Role of Lactate Dehydrogenase as a Biomarker of Early Cardiac Remodeling: A Cross-Sectional Study

Background: Lactate dehydrogenase (LDH) isoenzyme assay was used widely in the past to diagnose myocardial infarction (MI). Recent studies show that lactate dehydrogenase seems to be a promising biomarker of adverse left ventricular remodeling. Objectives: Higher levels of these biomarkers were associated with lower odds for favorable reverse remodeling in patients with MI. Methods: The study was performed on patients with the first occurrence of acute myocardial infarction (ST-elevation myocardial infarction (STEMI) or non-ST-elevation myocardial infarction (NSTEMI)), aged 34 to 80 years who underwent catheterization at the admission or during their hospital stay depending on indications. In this study, we compared peak levels of lactate dehydrogenase (LDH) and left ventricular ejection fraction (LVEF). Peak values of LDH were used from the second to the fourth day of hospitalization. Echocardiography has been done in the first 72 hours, which represents an early phase of cardiac remodeling. The ejection fraction was evaluated using the Simpson method.
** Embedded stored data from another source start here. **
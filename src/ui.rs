// UI layer: wires the real clients into the pipeline and talks to the
// terminal. Progress goes through an `indicatif` spinner, the optional
// authorization prompt through `dialoguer`.

use std::cell::Cell;
use std::io::Read;
use std::path::Path;

use anyhow::{Context, Result};
use dialoguer::Input;
use indicatif::{ProgressBar, ProgressStyle};

use crate::auth::{Authorizer, ClientSecret, GoogleTokenEndpoint, PendingAuthorization, TokenStore};
use crate::blogger::BloggerClient;
use crate::cli::Cli;
use crate::config::Config;
use crate::content::split_paragraphs;
use crate::pipeline::{AuthorizationPrompt, Pipeline, PostRequest, RunOutcome};
use crate::search::PexelsClient;
use crate::storage::{HttpFetcher, S3Store};

/// Asks for the code on the terminal. An empty answer stops the run.
struct TerminalPrompt<'a> {
    spinner: &'a ProgressBar,
    url_shown: Cell<bool>,
}

impl AuthorizationPrompt for TerminalPrompt<'_> {
    fn ask_code(&self, pending: &PendingAuthorization) -> crate::error::Result<Option<String>> {
        let answer = self.spinner.suspend(|| {
            print!("{}", authorization_url_text(pending));
            Input::<String>::new()
                .with_prompt("Authorization code (empty to stop)")
                .allow_empty(true)
                .interact_text()
        });
        self.url_shown.set(true);
        let code = answer
            .map_err(|e| crate::error::PipelineError::OAuth(format!("could not read code: {}", e)))?;
        Ok(Some(code).filter(|c| !c.trim().is_empty()))
    }
}

/// Run the whole publication from parsed arguments.
pub fn run(cli: Cli) -> Result<()> {
    let text = read_content(&cli.content)?;
    if split_paragraphs(&text).is_empty() {
        anyhow::bail!("post content in {} is empty", cli.content.display());
    }
    let config = Config::from_env().context("Failed to load configuration")?;

    let search = PexelsClient::new(&config.pexels_api_url, &config.pexels_api_key)?;
    let fetcher = HttpFetcher::new()?;
    let store = S3Store::new(&config.storage)?;
    let secret = ClientSecret::load(&config.client_secret_path).with_context(|| {
        format!(
            "Failed to read OAuth client secret {}",
            config.client_secret_path.display()
        )
    })?;
    let endpoint = GoogleTokenEndpoint::new(secret.clone())?;
    let authorizer = Authorizer::new(&endpoint, &secret, TokenStore::new(&config.token_path));
    let publisher = BloggerClient::new(&config.blogger_api_url, &config.blog_id)?;

    // spinner for the network stages; cleared before the summary
    let spinner = ProgressBar::new_spinner();
    spinner.set_style(ProgressStyle::with_template("{spinner} {msg}").unwrap());

    let prompt = TerminalPrompt {
        spinner: &spinner,
        url_shown: Cell::new(false),
    };
    let mut pipeline = Pipeline::new(&search, &fetcher, &store, &authorizer, &publisher);
    if cli.prompt_code {
        pipeline = pipeline.with_prompt(&prompt);
    }

    let request = PostRequest {
        keyword: cli.keyword,
        title: cli.title,
        text,
        authorization_code: cli.code,
    };

    let outcome = pipeline.run_with(&request, &mut |stage| {
        spinner.set_message(stage.to_string());
        spinner.tick();
    });
    spinner.finish_and_clear();

    match outcome.context("Publishing failed")? {
        RunOutcome::Published { post, .. } => {
            println!("A new post has been published on Blogger.");
            println!("Post ID: {}", post.id);
            println!("URL: {}", post.url);
            println!("Process completed successfully!");
        }
        RunOutcome::AwaitingAuthorization(pending) => {
            print!("{}", awaiting_message(&pending, prompt.url_shown.get()));
        }
    }
    Ok(())
}

fn authorization_url_text(pending: &PendingAuthorization) -> String {
    format!(
        "Please open the following URL in your browser to authorize:\n{}\n",
        pending.authorization_url
    )
}

/// What to tell the user when the run stops for authorization. The URL is
/// left out when the code prompt already printed it.
fn awaiting_message(pending: &PendingAuthorization, url_shown: bool) -> String {
    let mut message = String::new();
    if !url_shown {
        message.push_str(&authorization_url_text(pending));
    }
    message.push_str("Then run again with --code <CODE> to publish.\n");
    message
}

fn read_content(path: &Path) -> Result<String> {
    if path.as_os_str() == "-" {
        let mut text = String::new();
        std::io::stdin()
            .read_to_string(&mut text)
            .context("Failed to read post content from stdin")?;
        return Ok(text);
    }
    std::fs::read_to_string(path)
        .with_context(|| format!("Failed to read post content {}", path.display()))
}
Results: Spearman's rank test showed a negative, statistically significant correlation between LDH and ejection fraction ρ(80)=−0.543, p<0.001. Weighted least squares regression model included LDH concentration, age, and type of myocardial infarction (STEMI/NSTEMI), and the slope coefficient for the LDH level was −0.010 (95% confidence interval (CI): −0.013 to −0.006). With each unit of LDH increase, there was a decrease of 0.01% in left ventricular ejection fraction when age and type of myocardial infarction were held constant. Conclusion: The increased LDH level could be a new predictor for early myocardial remodeling after the first occurrence of myocardial infarction independent of age and type of myocardial infarction.